Vers minuit, un coupé que je connaissais bien s'arrêta vers le numéro 9.
Le comte de G... en descendit et entra dans la maison, après avoir congédié sa voiture.
Un moment j'espérai que, comme à moi, on allait lui dire que Marguerite n'était pas chez elle, et que j'allais le voir sortir; mais à quatre heures du matin j'attendais encore.

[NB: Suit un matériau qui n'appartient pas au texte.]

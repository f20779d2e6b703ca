use super::render::{Line, Span, Tone};
use colored::{ColoredString, Colorize};
use vatapi::api::CmdMessage;
use vatapi::error::VatApiError;

const SUCCESS_MARK: &str = "✓";
const FAILURE_MARK: &str = "✗";

fn paint(span: &Span) -> ColoredString {
    let text = span.text.as_str();
    match span.tone {
        Tone::Plain => text.normal(),
        Tone::Heading => text.cyan().bold(),
        Tone::Title => text.bold(),
        Tone::Accent => text.cyan(),
        Tone::Good => text.green(),
        Tone::Bad => text.red(),
        Tone::Warn => text.yellow(),
        Tone::Muted => text.dimmed(),
    }
}

pub(super) fn print_lines(lines: &[Line]) {
    for line in lines {
        let rendered: String = line.iter().map(|span| paint(span).to_string()).collect();
        println!("{}", rendered);
    }
}

pub(super) fn print_success(message: &str) {
    println!("{} {}", SUCCESS_MARK.green(), message);
}

pub(super) fn print_error(message: &str) {
    eprintln!("{} {}", FAILURE_MARK.red(), message);
}

pub(super) fn print_messages(messages: &[CmdMessage]) {
    for message in messages {
        print_success(&message.content);
    }
}

/// Prints a failed command's error: one failure line, plus setup instructions
/// when no API key is stored.
pub fn report_error(err: &VatApiError) {
    print_error(&err.to_string());
    if matches!(err, VatApiError::NotConfigured) {
        println!("\nRun the following to configure:");
        println!("{}", "  vatapi config set --api-key <key>".cyan());
    }
}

J'ai bien souffert depuis trois semaines, mais ce n'est rien, je crois, en comparaison de ce que je souffris cette nuit-là.
Chapitre XIV
Rentré chez moi, je me mis à pleurer comme un enfant. Il n'y a pas d'homme qui n'ait été trompé au moins une fois, et qui ne sache ce que l'on souffre.
Je me dis, sous le poids de ces résolutions de la fièvre que l'on croit toujours avoir la force de tenir, qu'il fallait rompre immédiatement avec cet amour, et j'attendis le jour avec impatience pour aller retenir ma place, retourner auprès de mon père et de ma sœur, double amour dont j'étais certain, et qui ne me tromperait pas, lui.
Cependant je ne voulais pas partir sans que Marguerite sût bien pourquoi je partais. Seul, un homme qui n'aime décidément plus sa maîtresse la quitte sans lui écrire.
Je fis et refis vingt lettres dans ma tête.